Donelon made the announcement Tuesday afternoon while reviewing some of the legislature’s latest laws that will impact the insurance industry.

Previously, most insurance companies required parish presidents to order evacuations before they would cover the costs. But during Hurricane Ida, by the time the storm’s course and strength were known, some parish leaders said that they did not have sufficient time to order evacuations. They feared people could be stuck in traffic as the worst part of the storm passed.

Now, instead of a mandatory evacuation, anytime the governor’s office declares a disaster or an emergency for parishes in a storm’s path, it will trigger insurance clauses to cover evacuations.

To read the legislation, click here.

The new law doesn’t take effect until January, so homeowners will have to ride out this hurricane season under the terms of their current insurance policies.

Donelon also announced new regluations to motivate more insurance companies to make bigger investments in their Louisiana business. Previously, a company had to prove it had $3 million in surplus before it could write policies in the state. Now, the state is increasing that surplus requirement — initially to $5 million, then $10 million — over a series of years.

Donelon doesn’t think the reserve amount will make that much of a difference in a company’s ability to pay claims.
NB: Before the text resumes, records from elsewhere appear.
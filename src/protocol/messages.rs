//! Inbound and outbound message types
//!
//! These are transport-neutral. The MQTT transport converts rumqttc packets
//! into [`InboundMessage`] and [`OutboundMessage`] into publish requests.

use crate::error::MessagingError;
use bytes::Bytes;
use serde::{Deserialize, Serialize};
use std::fmt;

/// Delivery guarantee requested for a subscription or a publish
#[derive(Debug, Clone, Copy, PartialEq, Eq, PartialOrd, Ord, Hash, Serialize, Deserialize)]
#[serde(try_from = "u8", into = "u8")]
pub enum QoS {
    /// QoS 0: fire and forget, never acknowledged
    AtMostOnce,
    /// QoS 1: acknowledged with PUBACK, may be redelivered
    AtLeastOnce,
    /// QoS 2: four-way handshake
    ExactlyOnce,
}

impl QoS {
    pub fn level(self) -> u8 {
        match self {
            QoS::AtMostOnce => 0,
            QoS::AtLeastOnce => 1,
            QoS::ExactlyOnce => 2,
        }
    }

    /// Whether the broker expects an acknowledgement for this level
    pub fn requires_ack(self) -> bool {
        self != QoS::AtMostOnce
    }
}

impl TryFrom<u8> for QoS {
    type Error = MessagingError;

    fn try_from(level: u8) -> Result<Self, Self::Error> {
        match level {
            0 => Ok(QoS::AtMostOnce),
            1 => Ok(QoS::AtLeastOnce),
            2 => Ok(QoS::ExactlyOnce),
            other => Err(MessagingError::InvalidQos(other)),
        }
    }
}

impl From<QoS> for u8 {
    fn from(qos: QoS) -> u8 {
        qos.level()
    }
}

impl fmt::Display for QoS {
    fn fmt(&self, f: &mut fmt::Formatter<'_>) -> fmt::Result {
        write!(f, "{}", self.level())
    }
}

/// Broker-assigned delivery metadata
#[derive(Debug, Clone, Default, PartialEq, Eq)]
pub struct DeliveryMetadata {
    /// Packet identifier, 0 for QoS 0 deliveries
    pub message_id: u16,
    /// Set by the broker when this is a redelivery
    pub duplicate: bool,
    pub retain: bool,
}

/// A raw message received from the broker
///
/// Lives for the duration of one dispatch.
#[derive(Debug, Clone, PartialEq)]
pub struct InboundMessage {
    pub topic: String,
    pub payload: Bytes,
    pub qos: QoS,
    pub metadata: DeliveryMetadata,
}

impl InboundMessage {
    pub fn new(topic: impl Into<String>, payload: impl Into<Bytes>, qos: QoS) -> Self {
        Self {
            topic: topic.into(),
            payload: payload.into(),
            qos,
            metadata: DeliveryMetadata::default(),
        }
    }

    pub fn with_metadata(mut self, metadata: DeliveryMetadata) -> Self {
        self.metadata = metadata;
        self
    }
}

/// A serialized message ready to hand to the transport
#[derive(Debug, Clone, PartialEq)]
pub struct OutboundMessage {
    pub topic: String,
    pub payload: Bytes,
    pub qos: QoS,
    pub retain: bool,
}

impl OutboundMessage {
    pub fn new(topic: impl Into<String>, payload: impl Into<Bytes>, qos: QoS) -> Self {
        Self {
            topic: topic.into(),
            payload: payload.into(),
            qos,
            retain: false,
        }
    }
}
//! Topic filter validation and wildcard matching
//!
//! Follows MQTT 3.1.1 section 4.7 semantics:
//! - levels are separated by `/`
//! - `+` matches exactly one level and must occupy a whole level
//! - `#` matches zero or more trailing levels, must occupy a whole level
//!   and must be the last level
//! - topics starting with `$` are never matched by a leading wildcard

use std::cmp::Ordering;
use std::fmt;
use thiserror::Error;

const SINGLE_LEVEL_WILDCARD: &str = "+";
const MULTI_LEVEL_WILDCARD: &str = "#";

/// Topic validation errors
#[derive(Debug, Error, PartialEq, Eq)]
pub enum TopicError {
    #[error("topic cannot be empty")]
    Empty,
    #[error("topic contains a NUL character")]
    NulCharacter,
    #[error("'{0}': wildcards must occupy a whole topic level")]
    PartialWildcard(String),
    #[error("'{0}': multi-level wildcard must be the last level")]
    MultiLevelNotLast(String),
    #[error("'{0}': wildcards are not allowed in a publish topic")]
    WildcardInPublishTopic(String),
}

/// A validated subscription filter, possibly containing wildcards
#[derive(Debug, Clone, PartialEq, Eq, Hash, PartialOrd, Ord)]
pub struct TopicPattern(String);

impl TopicPattern {
    pub fn parse(pattern: &str) -> Result<Self, TopicError> {
        validate_topic_filter(pattern)?;
        Ok(Self(pattern.to_string()))
    }

    pub fn as_str(&self) -> &str {
        &self.0
    }

    fn levels(&self) -> std::str::Split<'_, char> {
        self.0.split('/')
    }

    /// Check a concrete topic against this filter
    pub fn matches(&self, topic: &str) -> bool {
        topic_matches(topic, &self.0)
    }

    /// Ranking key used when several patterns match the same topic
    pub fn specificity(&self) -> Specificity {
        let literal_prefix = self
            .levels()
            .take_while(|level| *level != SINGLE_LEVEL_WILDCARD && *level != MULTI_LEVEL_WILDCARD)
            .count();
        let literal_levels = self
            .levels()
            .filter(|level| *level != SINGLE_LEVEL_WILDCARD && *level != MULTI_LEVEL_WILDCARD)
            .count();
        let multi_level = self.levels().any(|level| level == MULTI_LEVEL_WILDCARD);

        Specificity {
            literal_prefix,
            literal_levels,
            multi_level,
        }
    }

    /// Total order for resolution: the greatest pattern is the most specific
    ///
    /// Ties on specificity fall back to the lexicographically smallest pattern
    /// so resolution never depends on registration or hash order.
    pub fn cmp_specificity(&self, other: &TopicPattern) -> Ordering {
        self.specificity()
            .cmp(&other.specificity())
            .then_with(|| other.0.cmp(&self.0))
    }
}

impl fmt::Display for TopicPattern {
    fn fmt(&self, f: &mut fmt::Formatter<'_>) -> fmt::Result {
        f.write_str(&self.0)
    }
}

impl TryFrom<&str> for TopicPattern {
    type Error = TopicError;

    fn try_from(value: &str) -> Result<Self, Self::Error> {
        TopicPattern::parse(value)
    }
}

/// How specific a topic filter is
///
/// Ordered field by field: longer literal prefix first, then more literal
/// levels overall, then filters without `#` over filters with it.
#[derive(Debug, Clone, Copy, PartialEq, Eq)]
pub struct Specificity {
    pub literal_prefix: usize,
    pub literal_levels: usize,
    pub multi_level: bool,
}

impl Ord for Specificity {
    fn cmp(&self, other: &Self) -> Ordering {
        self.literal_prefix
            .cmp(&other.literal_prefix)
            .then_with(|| self.literal_levels.cmp(&other.literal_levels))
            .then_with(|| other.multi_level.cmp(&self.multi_level))
    }
}

impl PartialOrd for Specificity {
    fn partial_cmp(&self, other: &Self) -> Option<Ordering> {
        Some(self.cmp(other))
    }
}

/// Validate a subscription filter
pub fn validate_topic_filter(filter: &str) -> Result<(), TopicError> {
    if filter.is_empty() {
        return Err(TopicError::Empty);
    }
    if filter.contains('\0') {
        return Err(TopicError::NulCharacter);
    }

    let levels: Vec<&str> = filter.split('/').collect();
    let last = levels.len() - 1;

    for (index, level) in levels.iter().enumerate() {
        let has_plus = level.contains('+');
        let has_hash = level.contains('#');

        if (has_plus && *level != SINGLE_LEVEL_WILDCARD)
            || (has_hash && *level != MULTI_LEVEL_WILDCARD)
        {
            return Err(TopicError::PartialWildcard(filter.to_string()));
        }
        if has_hash && index != last {
            return Err(TopicError::MultiLevelNotLast(filter.to_string()));
        }
    }

    Ok(())
}

/// Validate a concrete topic used for publishing
pub fn validate_publish_topic(topic: &str) -> Result<(), TopicError> {
    if topic.is_empty() {
        return Err(TopicError::Empty);
    }
    if topic.contains('\0') {
        return Err(TopicError::NulCharacter);
    }
    if topic.contains('+') || topic.contains('#') {
        return Err(TopicError::WildcardInPublishTopic(topic.to_string()));
    }
    Ok(())
}

/// Match a concrete topic against a (valid) filter
pub fn topic_matches(topic: &str, filter: &str) -> bool {
    if topic.starts_with('$') && (filter.starts_with('+') || filter.starts_with('#')) {
        return false;
    }

    let mut topic_levels = topic.split('/');
    let mut filter_levels = filter.split('/');

    loop {
        match (filter_levels.next(), topic_levels.next()) {
            (Some(MULTI_LEVEL_WILDCARD), _) => return true,
            (Some(SINGLE_LEVEL_WILDCARD), Some(_)) => continue,
            (Some(expected), Some(actual)) if expected == actual => continue,
            (None, None) => return true,
            _ => return false,
        }
    }
}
But it could convince the companies to protect their required investment and purchase reinsurance to cover their own losses following a major disaster.
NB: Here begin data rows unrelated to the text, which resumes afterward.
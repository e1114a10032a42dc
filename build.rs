//! Stamps `MARIONETTE_VERSION` into the build.
use std::process::Command;

#[allow(clippy::print_stdout)]
fn main() {
    // Prefer MARIONETTE_VERSION if set (e.g., by a release pipeline),
    // otherwise fall back to git describe for local development builds.
    if let Ok(version) = std::env::var("MARIONETTE_VERSION") {
        println!("cargo:rustc-env=MARIONETTE_VERSION={version}");
    } else if let Ok(output) = Command::new("git")
        .args(["describe", "--tags", "--always", "--dirty"])
        .output()
        && output.status.success()
    {
        let version = String::from_utf8_lossy(&output.stdout).trim().to_string();
        println!("cargo:rustc-env=MARIONETTE_VERSION={version}");
    }

    println!("cargo:rerun-if-changed=.git/HEAD");
    println!("cargo:rerun-if-changed=.git/refs/");
    println!("cargo:rerun-if-env-changed=MARIONETTE_VERSION");
}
After Hurricane Ida, six insurance companies in the state announced they were no longer solvent and could not pay for all of their customers’ losses.

“The reason that minimum capital in surplus is to have the owners of those companies have more — as I refer to it — skin in the game,” Donelon said during Tuesday’s news conference.

To read this new law click here.

The law takes effect August 1 of this year.

The new requirement is similar to a law that Florida enacted to deal with a similar issue in that state.

Donelon says that after Hurricane Ida, morethan 800k insurance claims were filed, and his office handled more than 7k complaints following Ida, Laura, Delta and Zeta.